*TASK PROMPT*.
Please reproduce the listing in full, exactly as given.

*RECORDS SUPPLIED*.
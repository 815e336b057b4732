use super::{Error, Storage};
use parking_lot::Mutex;
use std::{
    collections::BTreeMap,
    fs, io,
    path::{Path, PathBuf},
};
use tracing::{debug, instrument, warn};

/// JSON object on disk holding string records. Every write replaces the file
/// atomically so a crash never leaves half a record behind.
#[derive(Debug)]
pub struct FileStorage {
    path: PathBuf,
    lock: Mutex<()>,
}

impl FileStorage {
    #[must_use]
    pub fn new(path: impl Into<PathBuf>) -> Self {
        Self {
            path: path.into(),
            lock: Mutex::new(()),
        }
    }

    #[must_use]
    pub fn path(&self) -> &Path {
        &self.path
    }

    fn io_error(&self, source: io::Error) -> Error {
        Error::Io {
            path: self.path.clone(),
            source,
        }
    }

    fn load(&self) -> Result<BTreeMap<String, String>, Error> {
        match fs::read_to_string(&self.path) {
            Ok(contents) if contents.trim().is_empty() => Ok(BTreeMap::new()),
            Ok(contents) => serde_json::from_str(&contents).map_err(|source| Error::Corrupt {
                path: self.path.clone(),
                source,
            }),
            Err(err) if err.kind() == io::ErrorKind::NotFound => Ok(BTreeMap::new()),
            Err(err) => Err(self.io_error(err)),
        }
    }

    fn store(&self, entries: &BTreeMap<String, String>) -> Result<(), Error> {
        if let Some(parent) = self.path.parent() {
            if !parent.as_os_str().is_empty() {
                fs::create_dir_all(parent).map_err(|err| self.io_error(err))?;
            }
        }

        let contents = serde_json::to_vec_pretty(entries)?;
        let tmp = self.path.with_extension("tmp");

        fs::write(&tmp, contents).map_err(|err| self.io_error(err))?;
        restrict_permissions(&tmp).map_err(|err| self.io_error(err))?;
        fs::rename(&tmp, &self.path).map_err(|err| self.io_error(err))?;

        debug!(path = %self.path.display(), "state file written");
        Ok(())
    }
}

// The file holds a bearer credential.
#[cfg(unix)]
fn restrict_permissions(path: &Path) -> io::Result<()> {
    use std::os::unix::fs::PermissionsExt;
    fs::set_permissions(path, fs::Permissions::from_mode(0o600))
}

#[cfg(not(unix))]
fn restrict_permissions(_path: &Path) -> io::Result<()> {
    Ok(())
}

impl Storage for FileStorage {
    fn get(&self, key: &str) -> Result<Option<String>, Error> {
        let _guard = self.lock.lock();
        Ok(self.load()?.remove(key))
    }

    #[instrument(skip(self, value))]
    fn set(&self, key: &str, value: &str) -> Result<(), Error> {
        let _guard = self.lock.lock();
        let mut entries = self.load()?;
        entries.insert(key.to_string(), value.to_string());
        self.store(&entries)
    }

    /// A corrupt file is replaced by an empty one, so purging always leaves a
    /// writable record behind.
    #[instrument(skip(self))]
    fn remove(&self, key: &str) -> Result<(), Error> {
        let _guard = self.lock.lock();
        let mut entries = match self.load() {
            Ok(entries) => entries,
            Err(err @ Error::Corrupt { .. }) => {
                warn!("Resetting state file: {err}");
                return self.store(&BTreeMap::new());
            }
            Err(err) => return Err(err),
        };
        if entries.remove(key).is_none() {
            return Ok(());
        }
        self.store(&entries)
    }
}

#[cfg(test)]
#[allow(clippy::unwrap_used)]
mod tests {
    use super::*;
    use anyhow::Result;

    #[test]
    fn test_missing_file_reads_as_empty() -> Result<()> {
        let dir = tempfile::tempdir()?;
        let storage = FileStorage::new(dir.path().join("state.json"));
        assert_eq!(storage.get("token")?, None);
        storage.remove("token")?;
        assert!(!storage.path().exists());
        Ok(())
    }

    #[test]
    fn test_values_survive_reopen() -> Result<()> {
        let dir = tempfile::tempdir()?;
        let path = dir.path().join("nested").join("state.json");

        let storage = FileStorage::new(&path);
        storage.set("token", "a.b.c")?;
        storage.set("themeMode", "light")?;
        drop(storage);

        let reopened = FileStorage::new(&path);
        assert_eq!(reopened.get("token")?.as_deref(), Some("a.b.c"));
        assert_eq!(reopened.get("themeMode")?.as_deref(), Some("light"));

        reopened.remove("token")?;
        assert_eq!(reopened.get("token")?, None);
        assert_eq!(reopened.get("themeMode")?.as_deref(), Some("light"));
        assert!(!path.with_extension("tmp").exists());
        Ok(())
    }

    #[test]
    fn test_corrupt_file_is_reported() -> Result<()> {
        let dir = tempfile::tempdir()?;
        let path = dir.path().join("state.json");
        fs::write(&path, "{not json")?;

        let storage = FileStorage::new(&path);
        let err = storage.get("token").unwrap_err();
        assert!(matches!(err, Error::Corrupt { .. }));
        Ok(())
    }

    #[test]
    fn test_remove_resets_corrupt_file() -> Result<()> {
        let dir = tempfile::tempdir()?;
        let path = dir.path().join("state.json");
        fs::write(&path, "{not json")?;

        let storage = FileStorage::new(&path);
        storage.remove("token")?;
        assert_eq!(storage.get("token")?, None);
        assert_eq!(storage.get("user")?, None);

        storage.set("token", "a.b.c")?;
        assert_eq!(storage.get("token")?.as_deref(), Some("a.b.c"));
        Ok(())
    }

    #[cfg(unix)]
    #[test]
    fn test_state_file_is_private() -> Result<()> {
        use std::os::unix::fs::PermissionsExt;

        let dir = tempfile::tempdir()?;
        let path = dir.path().join("state.json");
        FileStorage::new(&path).set("token", "secret")?;

        let mode = fs::metadata(&path)?.permissions().mode() & 0o777;
        assert_eq!(mode, 0o600);
        Ok(())
    }
}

*REPLY*.
repository 815e336b057b4732
use super::{Error, Storage};
use parking_lot::Mutex;
use std::{
    collections::BTreeMap,
    fs, io,
    path::{Path, PathBuf},
};
use tracing::{debug, instrument, warn};

/// JSON object on disk holding string records. Every write replaces the file
/// atomically so a crash never leaves half a record behind.
#[derive(Debug)]
pub struct FileStorage {
    path: PathBuf,
    lock: Mutex<()>,
}

impl FileStorage {
    #[must_use]
    pub fn new(path: impl Into<PathBuf>) -> Self {
        Self {
            path: path.into(),
            lock: Mutex::new(()),
        }
    }

    #[must_use]
    pub fn path(&self) -> &Path {
        &self.path
    }

    fn io_error(&self, source: io::Error) -> Error {
        Error::Io {
            path: self.path.clone(),
            source,
        }
    }

    fn load(&self) -> Result<BTreeMap<String, String>, Error> {
        match fs::read_to_string(&self.path) {
            Ok(contents) if contents.trim().is_empty() => Ok(BTreeMap::new()),
            Ok(contents) => serde_json::from_str(&contents).map_err(|source| Error::Corrupt {
                path: self.path.clone(),
                source,
            }),
            Err(err) if err.kind() == io::ErrorKind::NotFound => Ok(BTreeMap::new()),
            Err(err) => Err(self.io_error(err)),
        }
    }

    fn store(&self, entries: &BTreeMap<String, String>) -> Result<(), Error> {
        if let Some(parent) = self.path.parent() {
            if !parent.as_os_str().is_empty() {
                fs::create_dir_all(parent).map_err(|err| self.io_error(err))?;
            }
        }

        let contents = serde_json::to_vec_pretty(entries)?;
        let tmp = self.path.with_extension("tmp");

        fs::write(&tmp, contents).map_err(|err| self.io_error(err))?;
        restrict_permissions(&tmp).map_err(|err| self.io_error(err))?;
        fs::rename(&tmp, &self.path).map_err(|err| self.io_error(err))?;

        debug!(path = %self.path.display(), "state file written");
        Ok(())
    }
}

// The file holds a bearer credential.
#[cfg(unix)]
fn restrict_permissions(path: &Path) -> io::Result<()> {
    use std::os::unix::fs::PermissionsExt;
    fs::set_permissions(path, fs::Permissions::from_mode(0o600))
}

#[cfg(not(unix))]
fn restrict_permissions(_path: &Path) -> io::Result<()> {
    Ok(())
}

impl Storage for FileStorage {
    fn get(&self, key: &str) -> Result<Option<String>, Error> {
        let _guard = self.lock.lock();
        Ok(self.load()?.remove(key))
    }

    #[instrument(skip(self, value))]
    fn set(&self, key: &str, value: &str) -> Result<(), Error> {
        let _guard = self.lock.lock();
        let mut entries = self.load()?;
        entries.insert(key.to_string(), value.to_string());
        self.store(&entries)
    }

    /// A corrupt file is replaced by an empty one, so purging always leaves a
    /// writable record behind.
    #[instrument(skip(self))]
    fn remove(&self, key: &str) -> Result<(), Error> {
        let _guard = self.lock.lock();
        let mut entries = match self.load() {
            Ok(entries) => entries,
            Err(err @ Error::Corrupt { .. }) => {
                warn!("Resetting state file: {err}");
                return self.store(&BTreeMap::new());
            }
            Err(err) => return Err(err),
        };
        if entries.remove(key).is_none() {
            return Ok(());
        }
        self.store(&entries)
    }
}

#[cfg(test)]
#[allow(clippy::unwrap_used)]
mod tests {
    use super::*;
    use anyhow::Result;

    #[test]
    fn test_missing_file_reads_as_empty() -> Result<()> {
        let dir = tempfile::tempdir()?;
        let storage = FileStorage::new(dir.path().join("state.json"));
        assert_eq!(storage.get("token")?, None);
        storage.remove("token")?;
        assert!(!storage.path().exists());
        Ok(())
    }

    #[test]
    fn test_values_survive_reopen() -> Result<()> {
        let dir = tempfile::tempdir()?;
        let path = dir.path().join("nested").join("state.json");

        let storage = FileStorage::new(&path);
        storage.set("token", "a.b.c")?;
        storage.set("themeMode", "light")?;
        drop(storage);

        let reopened = FileStorage::new(&path);
        assert_eq!(reopened.get("token")?.as_deref(), Some("a.b.c"));
        assert_eq!(reopened.get("themeMode")?.as_deref(), Some("light"));

        reopened.remove("token")?;
        assert_eq!(reopened.get("token")?, None);
        assert_eq!(reopened.get("themeMode")?.as_deref(), Some("light"));
        assert!(!path.with_extension("tmp").exists());
        Ok(())
    }

    #[test]
    fn test_corrupt_file_is_reported() -> Result<()> {
        let dir = tempfile::tempdir()?;
        let path = dir.path().join("state.json");
        fs::write(&path, "{not json")?;

        let storage = FileStorage::new(&path);
        let err = storage.get("token").unwrap_err();
        assert!(matches!(err, Error::Corrupt { .. }));
        Ok(())
    }

    #[test]
    fn test_remove_resets_corrupt_file() -> Result<()> {
        let dir = tempfile::tempdir()?;
        let path = dir.path().join("state.json");
        fs::write(&path, "{not json")?;

        let storage = FileStorage::new(&path);
        storage.remove("token")?;
        assert_eq!(storage.get("token")?, None);
        assert_eq!(storage.get("user")?, None);

        storage.set("token", "a.b.c")?;
        assert_eq!(storage.get("token")?.as_deref(), Some("a.b.c"));
        Ok(())
    }

    #[cfg(unix)]
    #[test]
    fn test_state_file_is_private() -> Result<()> {
        use std::os::unix::fs::PermissionsExt;

        let dir = tempfile::tempdir()?;
        let path = dir.path().join("state.json");
        FileStorage::new(&path).set("token", "secret")?;

        let mode = fs::metadata(&path)?.permissions().mode() & 0o777;
        assert_eq!(mode, 0o600);
        Ok(())
    }
}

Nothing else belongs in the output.